ASSIGNMENT
Set down each line from the start of the material exactly, please, up to and including the one that contains "only borrowed for".

RECORD SET
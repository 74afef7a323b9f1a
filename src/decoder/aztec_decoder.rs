//! Top-level decode entry points wiring the pipeline together.

use log::debug;
use rayon::prelude::*;

use crate::decoder::bitstream::{self, Token};
use crate::decoder::codewords;
use crate::decoder::content::{Content, DecodedSymbol};
use crate::decoder::structured_append::{self, StructuredAppendInfo};
use crate::error::DecodeError;
use crate::models::{BitMatrix, SymbolParams};

/// Decode a sampled Aztec symbol.
///
/// `matrix` and `params` come from the detector; both are only borrowed for
/// the duration of the call and no state survives it, so independent symbols
/// may be decoded concurrently without synchronization.
pub fn decode(matrix: &BitMatrix, params: &SymbolParams) -> Result<DecodedSymbol, DecodeError> {
    let raw_bits = codewords::extract_bits(matrix, params)?;
    let data_bits = codewords::correct_bits(&raw_bits, params)?;
    let mut decoded = decode_bits(&data_bits)?;
    decoded.reader_init = params.reader_init;
    decoded.mirrored = params.mirrored;
    Ok(decoded)
}

/// Decode an already corrected and unstuffed data bitstream.
///
/// This is the pipeline downstream of Reed-Solomon; it is public because the
/// corrected bitstream is an observable layer of its own (and the natural
/// place to exercise mode-table and structured-append behavior).
pub fn decode_bits(bits: &[bool]) -> Result<DecodedSymbol, DecodeError> {
    let mut tokens = bitstream::decode_tokens(bits)?;

    let mut structured_append = StructuredAppendInfo::default();
    if bitstream::has_structured_append_marker(bits) {
        let content_bytes: Vec<u8> = tokens.iter().filter_map(|token| token.content_byte()).collect();
        let (info, consumed) = structured_append::parse(&content_bytes);
        if consumed > 0 {
            debug!(
                "structured append {}/{} id={:?}",
                info.index, info.count, info.id
            );
            drop_leading_content(&mut tokens, consumed);
        }
        structured_append = info;
    }

    let content = Content::assemble(&tokens, structured_append.is_recognized());
    Ok(DecodedSymbol {
        content,
        structured_append,
        reader_init: false,
        mirrored: false,
    })
}

/// Decode independent symbols in parallel.
pub fn decode_batch(symbols: &[(BitMatrix, SymbolParams)]) -> Vec<Result<DecodedSymbol, DecodeError>> {
    symbols
        .par_iter()
        .map(|(matrix, params)| decode(matrix, params))
        .collect()
}

/// Remove the first `count` content-bearing tokens, keeping everything else.
fn drop_leading_content(tokens: &mut Vec<Token>, count: usize) {
    let mut dropped = 0;
    tokens.retain(|token| {
        if dropped < count && token.content_byte().is_some() {
            dropped += 1;
            false
        } else {
            true
        }
    });
}

#[cfg(test)]
mod tests {
    use super::*;

    #[test]
    fn test_drop_leading_content_skips_markers() {
        let mut tokens = vec![
            Token::Char(b'A'),
            Token::Eci(5),
            Token::Char(b'D'),
            Token::Char(b'X'),
        ];
        drop_leading_content(&mut tokens, 2);
        assert_eq!(tokens, vec![Token::Eci(5), Token::Char(b'X')]);
    }

    #[test]
    fn test_decode_bits_plain() {
        // 'A' in Upper mode
        let bits = [false, false, false, true, false];
        let decoded = decode_bits(&bits).unwrap();
        assert_eq!(decoded.text(), "A");
        assert_eq!(decoded.symbology_identifier(), "]z0");
        assert_eq!(decoded.structured_append.index, -1);
    }
}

REPLY TO THE EXERCISE
repository 74afef7a323b9f1a
filename src/decoder/aztec_decoder.rs
//! Top-level decode entry points wiring the pipeline together.

use log::debug;
use rayon::prelude::*;

use crate::decoder::bitstream::{self, Token};
use crate::decoder::codewords;
use crate::decoder::content::{Content, DecodedSymbol};
use crate::decoder::structured_append::{self, StructuredAppendInfo};
use crate::error::DecodeError;
use crate::models::{BitMatrix, SymbolParams};

/// Decode a sampled Aztec symbol.
///
/// `matrix` and `params` come from the detector; both are only borrowed for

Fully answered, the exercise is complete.